É a esta luz simplificada que um tribunal de júri, como o de Nova Iorque, decide, embora o cerne da decisão deva ser, no sistema português, mais racional (e preventivo) e menos retributivo. De todo o modo, podemos aceitar que não existiam, apesar da crueldade e da violência do crime, razões decisivas para considerar o arguido inimputável.

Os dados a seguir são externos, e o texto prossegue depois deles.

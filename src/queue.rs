//! Single-flight command queue and correlator.
//!
//! Operations wait in FIFO order; at most one is in flight. An inbound
//! message resolves the in-flight operation only when its command id
//! matches. Every operation is resolved exactly once: by a response, by a
//! timeout, by failure, or by cancellation.

use std::collections::VecDeque;
use std::time::Duration;

use bytes::Bytes;
use tokio::sync::oneshot;
use tokio::time::Instant;

use crate::error::{JensenError, Result};
use crate::handler::{Response, ResponseKind};
use crate::protocol::Command;

/// Caller side of an operation: `Ok(None)` is a timeout.
pub type Completion = oneshot::Sender<Result<Option<Response>>>;

/// What a caller asks the engine to do.
#[derive(Debug)]
pub struct OperationRequest {
    pub command: Command,
    pub body: Bytes,
    /// Per-operation timeout. `None` waits indefinitely.
    pub timeout: Option<Duration>,
    pub kind: ResponseKind,
}

impl OperationRequest {
    pub fn new(command: Command, body: impl Into<Bytes>) -> Self {
        Self {
            command,
            body: body.into(),
            timeout: None,
            kind: ResponseKind::Single,
        }
    }

    pub fn with_timeout(mut self, timeout: Duration) -> Self {
        self.timeout = Some(timeout);
        self
    }

    pub fn with_kind(mut self, kind: ResponseKind) -> Self {
        self.kind = kind;
        self
    }
}

/// How an operation ended.
#[derive(Debug)]
pub enum Resolution {
    Response(Response),
    Timeout,
    Failed(JensenError),
}

/// An enqueued command awaiting its response.
#[derive(Debug)]
pub struct PendingOperation {
    pub command: Command,
    pub sequence: u32,
    pub body: Bytes,
    pub kind: ResponseKind,
    timeout: Option<Duration>,
    /// Absolute expiry while still waiting to be sent.
    expires_at: Option<Instant>,
    /// Response deadline once in flight.
    deadline: Option<Instant>,
    completion: Option<Completion>,
}

impl PendingOperation {
    pub fn is_expired(&self, now: Instant) -> bool {
        self.expires_at.is_some_and(|at| at <= now)
    }

    /// Deliver the result. The caller may have stopped waiting.
    pub fn resolve(mut self, resolution: Resolution) {
        let result = match resolution {
            Resolution::Response(response) => Ok(Some(response)),
            Resolution::Timeout => {
                if let ResponseKind::Transfer(transfer) = &mut self.kind {
                    transfer.fail("timed out");
                }
                Ok(None)
            }
            Resolution::Failed(err) => {
                if let ResponseKind::Transfer(transfer) = &mut self.kind {
                    transfer.fail(err.to_string());
                }
                Err(err)
            }
        };
        if let Some(completion) = self.completion.take() {
            let _ = completion.send(result);
        }
    }
}

/// FIFO queue with a single in-flight slot.
#[derive(Debug, Default)]
pub struct CommandQueue {
    waiting: VecDeque<PendingOperation>,
    in_flight: Option<PendingOperation>,
    next_sequence: u32,
}

impl CommandQueue {
    pub fn new() -> Self {
        Self::default()
    }

    /// Assign the next sequence number and append to the queue.
    pub fn enqueue(&mut self, request: OperationRequest, completion: Completion, now: Instant) -> u32 {
        let sequence = self.next_sequence;
        self.next_sequence = self.next_sequence.wrapping_add(1);

        self.waiting.push_back(PendingOperation {
            command: request.command,
            sequence,
            body: request.body,
            kind: request.kind,
            timeout: request.timeout,
            expires_at: request.timeout.map(|t| now + t),
            deadline: None,
            completion: Some(completion),
        });
        sequence
    }

    /// Next operation to transmit, if nothing is in flight.
    ///
    /// Operations whose expiry passed while queued are resolved with a
    /// timeout and skipped.
    pub fn pop_ready(&mut self, now: Instant) -> Option<PendingOperation> {
        if self.in_flight.is_some() {
            return None;
        }
        while let Some(op) = self.waiting.pop_front() {
            if op.is_expired(now) {
                tracing::debug!(
                    command = %op.command,
                    sequence = op.sequence,
                    "Operation expired before it was sent"
                );
                op.resolve(Resolution::Timeout);
                continue;
            }
            return Some(op);
        }
        None
    }

    /// Record `op` as transmitted and arm its timeout.
    pub fn set_in_flight(&mut self, mut op: PendingOperation, now: Instant) {
        op.deadline = op.timeout.map(|t| now + t);
        self.in_flight = Some(op);
    }

    pub fn in_flight_command(&self) -> Option<Command> {
        self.in_flight.as_ref().map(|op| op.command)
    }

    pub fn in_flight_mut(&mut self) -> Option<&mut PendingOperation> {
        self.in_flight.as_mut()
    }

    /// Whether an inbound message with `command_id` belongs to the in-flight operation.
    pub fn correlates(&self, command_id: u16) -> bool {
        self.in_flight_command()
            .is_some_and(|command| command.id() == command_id)
    }

    /// Push the in-flight deadline out after a continued frame.
    pub fn touch(&mut self, now: Instant) {
        if let Some(op) = self.in_flight.as_mut() {
            op.deadline = op.timeout.map(|t| now + t);
        }
    }

    pub fn timeout_deadline(&self) -> Option<Instant> {
        self.in_flight.as_ref().and_then(|op| op.deadline)
    }

    /// Resolve and clear the in-flight slot.
    pub fn resolve_in_flight(&mut self, resolution: Resolution) -> bool {
        match self.in_flight.take() {
            Some(op) => {
                op.resolve(resolution);
                true
            }
            None => false,
        }
    }

    /// Resolve the in-flight operation with a timeout if its deadline passed.
    pub fn expire_in_flight(&mut self, now: Instant) -> bool {
        match self.timeout_deadline() {
            Some(deadline) if deadline <= now => {
                if let Some(op) = self.in_flight.as_ref() {
                    tracing::debug!(
                        command = %op.command,
                        sequence = op.sequence,
                        "Operation timed out"
                    );
                }
                self.resolve_in_flight(Resolution::Timeout)
            }
            _ => false,
        }
    }

    /// Resolve everything, in flight first, with an error built by `error`.
    pub fn cancel_all(&mut self, error: impl Fn() -> JensenError) -> usize {
        let mut cancelled = 0;
        if self.resolve_in_flight(Resolution::Failed(error())) {
            cancelled += 1;
        }
        while let Some(op) = self.waiting.pop_front() {
            op.resolve(Resolution::Failed(error()));
            cancelled += 1;
        }
        cancelled
    }

    /// Restart sequence numbering for a new connection.
    pub fn reset_sequence(&mut self) {
        self.next_sequence = 0;
    }

    /// Operations waiting to be sent.
    pub fn len(&self) -> usize {
        self.waiting.len()
    }

    pub fn is_empty(&self) -> bool {
        self.waiting.is_empty()
    }

    pub fn is_idle(&self) -> bool {
        self.in_flight.is_none() && self.waiting.is_empty()
    }
}

#[cfg(test)]
mod tests {
    use super::*;
    use crate::handler::Outcome;

    type Rx = oneshot::Receiver<Result<Option<Response>>>;

    fn push(queue: &mut CommandQueue, command: Command, timeout: Option<u64>, now: Instant) -> Rx {
        let (tx, rx) = oneshot::channel();
        let mut request = OperationRequest::new(command, Bytes::new());
        if let Some(ms) = timeout {
            request = request.with_timeout(Duration::from_millis(ms));
        }
        queue.enqueue(request, tx, now);
        rx
    }

    #[test]
    fn test_fifo_and_monotonic_sequence() {
        let mut queue = CommandQueue::new();
        let now = Instant::now();
        for command in [Command::GetDeviceInfo, Command::GetDeviceTime, Command::GetFileCount] {
            push(&mut queue, command, None, now);
        }

        let mut sent = Vec::new();
        while let Some(op) = queue.pop_ready(now) {
            sent.push((op.command, op.sequence));
            queue.set_in_flight(op, now);
            assert!(queue.pop_ready(now).is_none(), "second operation in flight");
            queue.resolve_in_flight(Resolution::Response(Response::FileCount(0)));
        }
        assert_eq!(
            sent,
            vec![
                (Command::GetDeviceInfo, 0),
                (Command::GetDeviceTime, 1),
                (Command::GetFileCount, 2)
            ]
        );
    }

    #[test]
    fn test_mismatched_command_does_not_correlate() {
        let mut queue = CommandQueue::new();
        let now = Instant::now();
        push(&mut queue, Command::DeleteFile, None, now);
        push(&mut queue, Command::GetSettings, None, now);
        let op = queue.pop_ready(now).unwrap();
        queue.set_in_flight(op, now);

        assert!(!queue.correlates(Command::GetSettings.id()));
        assert!(queue.correlates(Command::DeleteFile.id()));
        assert_eq!(queue.in_flight_command(), Some(Command::DeleteFile));
        assert_eq!(queue.len(), 1);
    }

    #[test]
    fn test_expired_before_send_resolves_timeout() {
        let mut queue = CommandQueue::new();
        let now = Instant::now();
        let mut stale = push(&mut queue, Command::GetDeviceTime, Some(5), now);
        push(&mut queue, Command::GetDeviceInfo, None, now);

        let op = queue.pop_ready(now + Duration::from_millis(10)).unwrap();
        assert_eq!(op.command, Command::GetDeviceInfo);
        assert!(matches!(stale.try_recv(), Ok(Ok(None))));
    }

    #[test]
    fn test_timeout_fires_once() {
        let mut queue = CommandQueue::new();
        let now = Instant::now();
        let mut rx = push(&mut queue, Command::DeleteFile, Some(100), now);
        let op = queue.pop_ready(now).unwrap();
        queue.set_in_flight(op, now);

        assert!(!queue.expire_in_flight(now + Duration::from_millis(50)));
        assert!(queue.expire_in_flight(now + Duration::from_millis(100)));
        assert!(matches!(rx.try_recv(), Ok(Ok(None))));

        // A late reply finds nothing to resolve.
        assert!(!queue.correlates(Command::DeleteFile.id()));
        assert!(!queue.resolve_in_flight(Resolution::Response(Response::Ack(Outcome::Success))));
        assert!(!queue.expire_in_flight(now + Duration::from_secs(1)));
    }

    #[test]
    fn test_touch_rearms_deadline() {
        let mut queue = CommandQueue::new();
        let now = Instant::now();
        push(&mut queue, Command::GetFileList, Some(100), now);
        let op = queue.pop_ready(now).unwrap();
        queue.set_in_flight(op, now);

        queue.touch(now + Duration::from_millis(80));
        assert_eq!(
            queue.timeout_deadline(),
            Some(now + Duration::from_millis(180))
        );
    }

    #[test]
    fn test_cancel_all_resolves_everything() {
        let mut queue = CommandQueue::new();
        let now = Instant::now();
        let mut first = push(&mut queue, Command::GetDeviceInfo, None, now);
        let mut second = push(&mut queue, Command::GetDeviceTime, None, now);
        let op = queue.pop_ready(now).unwrap();
        queue.set_in_flight(op, now);

        assert_eq!(queue.cancel_all(|| JensenError::Cancelled), 2);
        assert!(matches!(first.try_recv(), Ok(Err(JensenError::Cancelled))));
        assert!(matches!(second.try_recv(), Ok(Err(JensenError::Cancelled))));
        assert!(queue.is_idle());
    }
}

O que vai fazer agora o Estado norte--americano com Renato Seabra? A perceção de um problema mental latente que tende a tornar-se insuportável torna muito difícil que o condenado volte a integrar-se numa comunidade. Porém, isso não será impossível se ele não for condenado a prisão perpétua – solução inconstitucional entre nós mas admitida nos EUA.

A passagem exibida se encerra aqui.